Thursday, June 15, 2006

Hudson v. Michigan - SCOTUS on Knock-and-Announce

Another split along liberal/conservative lines.
The Supreme Court, in a 5-4 decision, ruled on Thursday that a violation by the police of the "knock-and-announce" rule when they enter a home with a warrant does not bar the use of evidence gathered in the search. "What the knock-and-announce rule has never protected...is one's interest in preventing the government from seeing or taking evidence described in a warrant. Since the interests that were violated in this case have nothing to do with the seizure of the evidence, the exclusionary rule is inapplicable," Justice Antonin Scalia wrote in the majority opinion in Hudson v. Michigan (04-1360) -- a case that had been argued twice during this Term. A part of Scalia's opinion, saying that the result was dictated by the Court's prior precedents, had the support of only three other Justices. (Justice Kennedy's concurrence is available here; Justice Breyer's dissent is here.)
Orin Kerr discusses the logic.
One of the debates between Justice Scalia's majority opinion and Justice Breyer's dissenting opinion in the new knock-and-announce decision, Hudson v. Michigan, is which opinion is more consistent with the Court's Fourth Amendment precedents. According to Scalia, automatic suppression for a knock-and-announce violation is inconsisent with precedent; according to Breyer, precedents strong support such a rule. Which side is right?

As a doctrinal matter, it seems to me that Justice Scalia's majority opinion has it basically right. First, Fourth Amendment rules traditionally have focused on the facial validity of the warrant - the requirements of probable cause and particularity - rather than its execution. So long as the evidence discovered is within the scope of the warrant, the execution of the warrant traditionally receives very little constitutional scrutiny. Second, even where the Court has announced a constitutional suppression remedy, that remedy is typically limited by all sorts of exceptions such as good faith and fruit-of-the-poisonous tree doctrine. As every practicing criminal lawyer knows, when the police have a warrant the evidence is probably coming in even if the defense can find some technical violation along the way. So if the question is which rule fits most naturally into the preexisting framework of Fourth Amendment law, it seems pretty clear that it's the majority's rule, not the dissent's. Put another way, Scalia's opinion essentially restores the constitutional status quo.

He also discusses Breyer's "elementary logic"” argument calling it "pretty amateurish."

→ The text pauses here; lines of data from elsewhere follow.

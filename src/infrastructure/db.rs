use sea_orm::{ConnectOptions, ConnectionTrait, Database, DatabaseConnection, DbErr, Statement};

pub async fn init_db(database_url: &str) -> Result<DatabaseConnection, DbErr> {
    let mut options = ConnectOptions::new(database_url.to_owned());
    options.sqlx_logging(false);
    // Every pooled connection would otherwise open its own empty in-memory database
    if database_url.contains(":memory:") {
        options.max_connections(1);
    }

    let db = Database::connect(options).await?;

    // Run migrations manually (simple SQL)
    run_migrations(&db).await?;

    tracing::info!("Database connected and migrated");
    Ok(db)
}

async fn execute(db: &DatabaseConnection, sql: &str) -> Result<(), DbErr> {
    db.execute(Statement::from_string(
        db.get_database_backend(),
        sql.to_owned(),
    ))
    .await?;
    Ok(())
}

async fn run_migrations(db: &DatabaseConnection) -> Result<(), DbErr> {
    execute(
        db,
        r#"
        CREATE TABLE IF NOT EXISTS users (
            id INTEGER PRIMARY KEY AUTOINCREMENT,
            username TEXT NOT NULL,
            email TEXT NOT NULL,
            password_hash TEXT NOT NULL,
            created_at TEXT NOT NULL,
            updated_at TEXT NOT NULL,
            deleted_at TEXT
        )
        "#,
    )
    .await?;

    // Uniqueness only applies to live accounts, so a soft-deleted username can be reused
    execute(
        db,
        "CREATE UNIQUE INDEX IF NOT EXISTS idx_users_username ON users(username) WHERE deleted_at IS NULL",
    )
    .await?;
    execute(
        db,
        "CREATE UNIQUE INDEX IF NOT EXISTS idx_users_email ON users(email) WHERE deleted_at IS NULL",
    )
    .await?;

    // Favorites. Hard-deleting a user that still owns rows is refused (RESTRICT);
    // account removal goes through the soft-delete path instead.
    execute(
        db,
        r#"
        CREATE TABLE IF NOT EXISTS favorite_movies (
            id INTEGER PRIMARY KEY AUTOINCREMENT,
            user_id INTEGER NOT NULL,
            tmdb_id INTEGER NOT NULL,
            title TEXT NOT NULL,
            overview TEXT NOT NULL DEFAULT '',
            release_date TEXT,
            poster_path TEXT,
            genre_ids TEXT NOT NULL DEFAULT '[]',
            status TEXT NOT NULL DEFAULT 'por_ver'
                CHECK (status IN ('por_ver', 'vista', 'recomendada')),
            rating INTEGER CHECK (rating IS NULL OR (rating >= 1 AND rating <= 10)),
            notes TEXT NOT NULL DEFAULT '',
            recommended_by TEXT NOT NULL DEFAULT '',
            added_at TEXT NOT NULL,
            watched_at TEXT,
            created_at TEXT NOT NULL,
            updated_at TEXT NOT NULL,
            deleted_at TEXT,
            FOREIGN KEY (user_id) REFERENCES users(id) ON DELETE RESTRICT
        )
        "#,
    )
    .await?;
    execute(
        db,
        "CREATE INDEX IF NOT EXISTS idx_favorite_movies_user ON favorite_movies(user_id)",
    )
    .await?;
    execute(
        db,
        "CREATE UNIQUE INDEX IF NOT EXISTS idx_favorite_movies_user_tmdb ON favorite_movies(user_id, tmdb_id) WHERE deleted_at IS NULL",
    )
    .await?;

    execute(
        db,
        r#"
        CREATE TABLE IF NOT EXISTS sessions (
            id TEXT PRIMARY KEY,
            user_id INTEGER NOT NULL,
            created_at TEXT NOT NULL,
            expires_at TEXT NOT NULL,
            FOREIGN KEY (user_id) REFERENCES users(id) ON DELETE CASCADE
        )
        "#,
    )
    .await?;
    execute(
        db,
        "CREATE INDEX IF NOT EXISTS idx_sessions_user ON sessions(user_id)",
    )
    .await?;

    Ok(())
}
//! Domain layer - Pure business abstractions
//!
//! This layer contains NO framework dependencies (no Axum, no reqwest).
//! Only trait definitions and domain error types.

pub mod catalog;
pub mod errors;
pub mod repositories;

pub use catalog::MovieCatalog;
pub use errors::DomainError;
pub use repositories::*;
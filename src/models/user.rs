use sea_orm::entity::prelude::*;
use serde::{Deserialize, Serialize};

#[derive(Clone, Debug, PartialEq, DeriveEntityModel, Serialize, Deserialize)]
#[sea_orm(table_name = "users")]
pub struct Model {
    #[sea_orm(primary_key)]
    pub id: i32,
    pub username: String,
    pub email: String,
    #[serde(skip_serializing)]
    pub password_hash: String,
    pub created_at: String,
    pub updated_at: String,
    /// Soft delete marker; deleted users are invisible to every lookup.
    #[serde(skip_serializing)]
    pub deleted_at: Option<String>,
}

#[derive(Copy, Clone, Debug, EnumIter, DeriveRelation)]
pub enum Relation {
    #[sea_orm(has_many = "super::favorite_movie::Entity")]
    FavoriteMovies,
    #[sea_orm(has_many = "super::session::Entity")]
    Sessions,
}

impl Related<super::favorite_movie::Entity> for Entity {
    fn to() -> RelationDef {
        Relation::FavoriteMovies.def()
    }
}

impl Related<super::session::Entity> for Entity {
    fn to() -> RelationDef {
        Relation::Sessions.def()
    }
}

impl ActiveModelBehavior for ActiveModel {}

// DTO for API responses; never carries the password hash
#[derive(Debug, Clone, PartialEq, Serialize, Deserialize)]
pub struct User {
    pub id: i32,
    pub username: String,
    pub email: String,
    pub created_at: String,
    pub updated_at: String,
}

impl From<Model> for User {
    fn from(model: Model) -> Self {
        Self {
            id: model.id,
            username: model.username,
            email: model.email,
            created_at: model.created_at,
            updated_at: model.updated_at,
        }
    }
}
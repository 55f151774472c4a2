// Server module - Provides the HTTP server used by main.rs and the integration tests

use axum::Router;
use std::net::SocketAddr;
use tower_http::trace::TraceLayer;
use utoipa::OpenApi;
use utoipa_swagger_ui::SwaggerUi;

use crate::api;
use crate::api_docs::ApiDoc;
use crate::infrastructure::AppState;

/// Build the full application router: auth routes, `/api`, Swagger UI and tracing
pub fn build_router(state: AppState) -> Router {
    Router::new()
        .merge(SwaggerUi::new("/api/docs").url("/api-docs/openapi.json", ApiDoc::openapi()))
        .merge(api::router(state))
        .layer(TraceLayer::new_for_http())
}

/// Serve until Ctrl-C (or SIGTERM on unix)
pub async fn serve(state: AppState, port: u16) -> std::io::Result<()> {
    let addr = SocketAddr::from(([0, 0, 0, 0], port));
    let listener = tokio::net::TcpListener::bind(addr).await?;

    tracing::info!("Movie Tracker server listening on {}", addr);

    axum::serve(listener, build_router(state))
        .with_graceful_shutdown(shutdown_signal())
        .await
}

async fn shutdown_signal() {
    let ctrl_c = async {
        if let Err(e) = tokio::signal::ctrl_c().await {
            tracing::error!("Failed to listen for Ctrl-C: {}", e);
            std::future::pending::<()>().await;
        }
    };

    #[cfg(unix)]
    let terminate = async {
        match tokio::signal::unix::signal(tokio::signal::unix::SignalKind::terminate()) {
            Ok(mut signal) => {
                signal.recv().await;
            }
            Err(e) => {
                tracing::error!("Failed to listen for SIGTERM: {}", e);
                std::future::pending::<()>().await;
            }
        }
    };

    #[cfg(not(unix))]
    let terminate = std::future::pending::<()>();

    tokio::select! {
        _ = ctrl_c => {},
        _ = terminate => {},
    }

    tracing::info!("Shutdown signal received, draining connections");
}
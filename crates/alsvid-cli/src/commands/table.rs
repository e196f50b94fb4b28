//! PLA truth-table synthesis command.

use anyhow::{bail, Result};
use console::style;
use serde::Serialize;

use alsvid_dd::DdSynthesizer;
use alsvid_qasm::write_qasm_file;
use alsvid_tt::read_pla_file;

use super::default_output;

#[derive(Serialize)]
struct TableStats {
    mode: String,
    inputs: usize,
    outputs: usize,
    lines: u32,
    gates: usize,
}

/// Execute the table command.
pub fn execute(input: &str, output: Option<&str>, mode: &str, stats: bool) -> Result<()> {
    println!(
        "{} Synthesizing table {} ({})",
        style("→").cyan().bold(),
        style(input).green(),
        style(mode).yellow()
    );

    let mut tt = read_pla_file(input)?;
    tt.extend();
    let inputs = tt.n_inputs();
    let outputs = tt.n_outputs();

    let circuit = match mode {
        "coding" => DdSynthesizer::synthesize_coding_techniques(&tt, true),
        "coding-compact" => DdSynthesizer::synthesize_coding_techniques(&tt, false),
        "one-pass" => DdSynthesizer::synthesize_one_pass(&tt),
        other => bail!("unknown mode '{other}' (expected coding, coding-compact or one-pass)"),
    };

    println!(
        "{} {} lines, {} gates",
        style("✓").green().bold(),
        circuit.lines(),
        circuit.num_gates()
    );

    if stats {
        let record = TableStats {
            mode: mode.into(),
            inputs,
            outputs,
            lines: circuit.lines(),
            gates: circuit.num_gates(),
        };
        println!("{}", serde_json::to_string_pretty(&record)?);
    }

    let output_path = output.map_or_else(|| default_output(input, "qasm"), String::from);
    write_qasm_file(&circuit, &output_path)?;
    println!("  Output: {}", style(&output_path).green());

    Ok(())
}
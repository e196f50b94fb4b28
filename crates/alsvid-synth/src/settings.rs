//! Synthesis configuration.

/// Settings accepted by the synthesis entry points.
#[derive(Debug, Clone)]
pub struct SynthesisSettings {
    /// Module to synthesize. Falls back to `main`, then to the first
    /// declared module.
    pub main_module: Option<String>,
    /// Format of generated line names; `{name}`, `{array}` and `{index}`
    /// are substituted per line.
    pub variable_name_format: String,
}

impl Default for SynthesisSettings {
    fn default() -> Self {
        Self {
            main_module: None,
            variable_name_format: "{name}{array}.{index}".into(),
        }
    }
}

impl SynthesisSettings {
    /// Render the name of bit `index` of a variable.
    pub fn line_name(&self, name: &str, array: &str, index: u32) -> String {
        self.variable_name_format
            .replace("{name}", name)
            .replace("{array}", array)
            .replace("{index}", &index.to_string())
    }
}

#[cfg(test)]
mod tests {
    use super::*;

    #[test]
    fn test_default_line_name() {
        let settings = SynthesisSettings::default();
        assert_eq!(settings.line_name("a", "", 3), "a.3");
        assert_eq!(settings.line_name("m", "[1][2]", 0), "m[1][2].0");
    }

    #[test]
    fn test_custom_format() {
        let settings = SynthesisSettings {
            variable_name_format: "{index}:{name}".into(),
            ..Default::default()
        };
        assert_eq!(settings.line_name("x", "", 7), "7:x");
    }
}
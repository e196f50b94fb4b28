//! Alsvid Reversible Circuit Intermediate Representation
//!
//! This crate provides the core data structures for representing reversible
//! circuits over Toffoli and Fredkin gates. It is the foundation shared by
//! both synthesis paths (SyReC programs and truth tables).
//!
//! # Core Components
//!
//! - **Lines**: [`Line`] indices address the circuit's wires; each line
//!   carries one bit and may be flagged as a constant input (ancilla) or a
//!   garbage output
//! - **Gates**: [`Gate`] with a [`GateKind`] and ordered control/target sets
//! - **Circuit**: [`Circuit`], an ordered gate container with per-line
//!   metadata, gate annotations, and the control-line propagation scope
//!   stack used by the synthesizers to distribute controls across compound
//!   statements
//! - **Simulation**: [`simulate`], the naive bit-flip evaluator
//!
//! # Example
//!
//! ```rust
//! use alsvid_ir::{Circuit, simulate};
//!
//! let mut circuit = Circuit::new();
//! circuit.set_lines(3);
//!
//! // A Toffoli gate, then a controlled block: every gate emitted while the
//! // scope is active picks up line 0 as an extra control.
//! circuit.append_toffoli(0, 1, 2).unwrap();
//! circuit.activate_scope();
//! circuit.register_control(0);
//! circuit.append_cnot(1, 2).unwrap();
//! circuit.deactivate_scope();
//!
//! let output = simulate(&circuit, &[true, true, false]).unwrap();
//! assert_eq!(output, vec![true, true, false]);
//! ```

pub mod circuit;
pub mod error;
pub mod gate;
pub mod simulation;

pub use circuit::{Circuit, GateId};
pub use error::{IrError, IrResult};
pub use gate::{Gate, GateKind, Line, LineSet};
pub use simulation::{apply_gate, simulate};
//! QASM3 emitter for reversible circuits.

use alsvid_ir::{Circuit, Gate, GateId, GateKind};

use crate::error::QasmResult;

/// Emit a circuit as QASM3 source code.
pub fn emit(circuit: &Circuit) -> QasmResult<String> {
    let mut emitter = Emitter::new();
    emitter.emit_circuit(circuit)
}

/// QASM3 emitter.
struct Emitter {
    output: String,
}

impl Emitter {
    fn new() -> Self {
        Self {
            output: String::new(),
        }
    }

    fn writeln(&mut self, line: &str) {
        self.output.push_str(line);
        self.output.push('\n');
    }

    fn emit_circuit(&mut self, circuit: &Circuit) -> QasmResult<String> {
        self.writeln("OPENQASM 3.0;");
        self.writeln("");

        let lines = circuit.lines();
        if lines > 0 {
            self.writeln(&format!("qubit[{lines}] q;"));
        }

        // line metadata as comments: constants are ancillas, garbage
        // outputs are discarded
        for line in 0..lines {
            let index = line as usize;
            let mut notes = Vec::new();
            if let Some(value) = circuit.constants()[index] {
                notes.push(format!("ancilla={}", u8::from(value)));
            }
            if circuit.garbage()[index] {
                notes.push("garbage".into());
            }
            if !notes.is_empty() {
                self.writeln(&format!(
                    "// q[{line}] {} ({} -> {})",
                    notes.join(" "),
                    circuit.inputs()[index],
                    circuit.outputs()[index],
                ));
            }
        }

        if lines > 0 {
            self.writeln("");
        }

        for (index, gate) in circuit.gates().enumerate() {
            let line = self.format_gate(gate);
            match circuit.annotations(GateId(index)) {
                Some(annotations) => {
                    let notes: Vec<String> = annotations
                        .iter()
                        .map(|(key, value)| format!("{key}={value}"))
                        .collect();
                    self.writeln(&format!("{line} // {}", notes.join(" ")));
                }
                None => self.writeln(&line),
            }
        }

        Ok(std::mem::take(&mut self.output))
    }

    fn format_gate(&self, gate: &Gate) -> String {
        let controls: Vec<String> = gate.controls().map(|l| format!("q[{l}]")).collect();
        let targets: Vec<String> = gate.targets().map(|l| format!("q[{l}]")).collect();
        let operands = controls
            .iter()
            .chain(targets.iter())
            .cloned()
            .collect::<Vec<_>>()
            .join(", ");

        match (gate.kind(), controls.len()) {
            (GateKind::Toffoli, 0) => format!("x {operands};"),
            (GateKind::Toffoli, 1) => format!("cx {operands};"),
            (GateKind::Toffoli, 2) => format!("ccx {operands};"),
            (GateKind::Toffoli, k) => format!("ctrl({k}) @ x {operands};"),
            (GateKind::Fredkin, 0) => format!("swap {operands};"),
            (GateKind::Fredkin, 1) => format!("cswap {operands};"),
            (GateKind::Fredkin, k) => format!("ctrl({k}) @ swap {operands};"),
        }
    }
}

#[cfg(test)]
mod tests {
    use super::*;

    #[test]
    fn test_emit_gate_lines() {
        let mut circuit = Circuit::new();
        circuit.set_lines(4);
        circuit.append_not(0).unwrap();
        circuit.append_cnot(1, 0).unwrap();
        circuit.append_toffoli(1, 2, 0).unwrap();
        circuit
            .append_multi_control_toffoli(&[1, 2, 3].into_iter().collect(), 0)
            .unwrap();
        circuit.append_fredkin(0, 1).unwrap();

        let qasm = emit(&circuit).unwrap();
        assert!(qasm.starts_with("OPENQASM 3.0;"));
        assert!(qasm.contains("qubit[4] q;"));
        assert!(qasm.contains("x q[0];"));
        assert!(qasm.contains("cx q[1], q[0];"));
        assert!(qasm.contains("ccx q[1], q[2], q[0];"));
        assert!(qasm.contains("ctrl(3) @ x q[1], q[2], q[3], q[0];"));
        assert!(qasm.contains("swap q[0], q[1];"));
    }

    #[test]
    fn test_controlled_swap() {
        let mut circuit = Circuit::new();
        circuit.set_lines(3);
        circuit.activate_scope();
        circuit.register_control(2);
        circuit.append_fredkin(0, 1).unwrap();
        circuit.deactivate_scope();

        let qasm = emit(&circuit).unwrap();
        assert!(qasm.contains("cswap q[2], q[0], q[1];"));
    }

    #[test]
    fn test_metadata_and_annotations() {
        let mut circuit = Circuit::new();
        circuit.set_lines(1);
        circuit.add_line("const_0", "garbage", Some(false), true);

        circuit.set_or_update_global_annotation("module", "main");
        circuit.append_not(1).unwrap();

        let qasm = emit(&circuit).unwrap();
        assert!(qasm.contains("// q[1] ancilla=0 garbage (const_0 -> garbage)"));
        assert!(qasm.contains("x q[1]; // module=main"));
    }
}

How Appealing has links to the decision and findings and also liked this AP report.
The Supreme Court ruled Thursday that police armed with a warrant can barge into homes and seize evidence even if they don't knock, a huge government victory that was decided by President Bush's new justices.

The 5-4 ruling signals the court's conservative shift following the departure of moderate Sandra Day O'Connor.

Dissenting justices predicted that police will now feel free to ignore previous court rulings that officers with search warrants must knock and announce themselves or run afoul of the Constitution's Fourth Amendment ban on unreasonable searches.

Justice Antonin Scalia, writing for the majority, said Detroit police acknowledge violating that rule when they called out their presence at a man's door, failed to knock, then went inside three seconds to five seconds later. The court has endorsed longer waits, of 15 seconds to 20 seconds.

"Whether that preliminary misstep had occurred or not, the police would have executed the warrant they had obtained, and would have discovered the gun and drugs inside the house," Scalia wrote.

Suppressing evidence is too high of a penalty, Scalia said, for errors by police in failing to properly announce themselves.

Personally, I think the no-knock warrant is an abomination. Not on fourth amendment grounds, but because the police have killed too many people using it and knocking down the wrong door. Violation of the "endorsed" time for an announced entry is interesting and Scalia does have a point that the discovery still would have occurred if the police had waited the longest time "endorsed."

I think this goes even further with respect to Breyer's opinion. If the police knocked and waited 14 seconds, or what appeared to be 10 seconds as could be claimed by a defendant, the court would have to throw out all of the evidence. That strikes me as an extreme travesty of justice.

Kennedy's joining with the majority provides an intelligent comment to the procedural aspects.
Justice Anthony M. Kennedy, a moderate, joined the conservatives in most of the ruling. He wrote his own opinion, however, to say "it bears repeating that it is a serious matter if law enforcement officers violate the sanctity of the home by ignoring the requisites of lawful entry."

Kennedy said that legislatures can intervene if police officers do not "act competently and lawfully." He also said that people whose homes are wrongly searched can file a civil rights lawsuit.

There you go. Let the politicians enact law that defines what is reasonable and enforce it from that level. If the person searched has a valid complaint, they can use the law to support their civil rights claim.

I'd like to see a detailed explanation as to why this finding is wrong. Other than the dissent filings that is. I have a feeling that they will not be greatly understandable. (I could be wrong.)

I don't see this as effecting no-knock warrants in any way, and unfortunately, we'll have to see more deaths related to them before legislation is enacted that ensures that the innocent citizen is protected from police mistakes.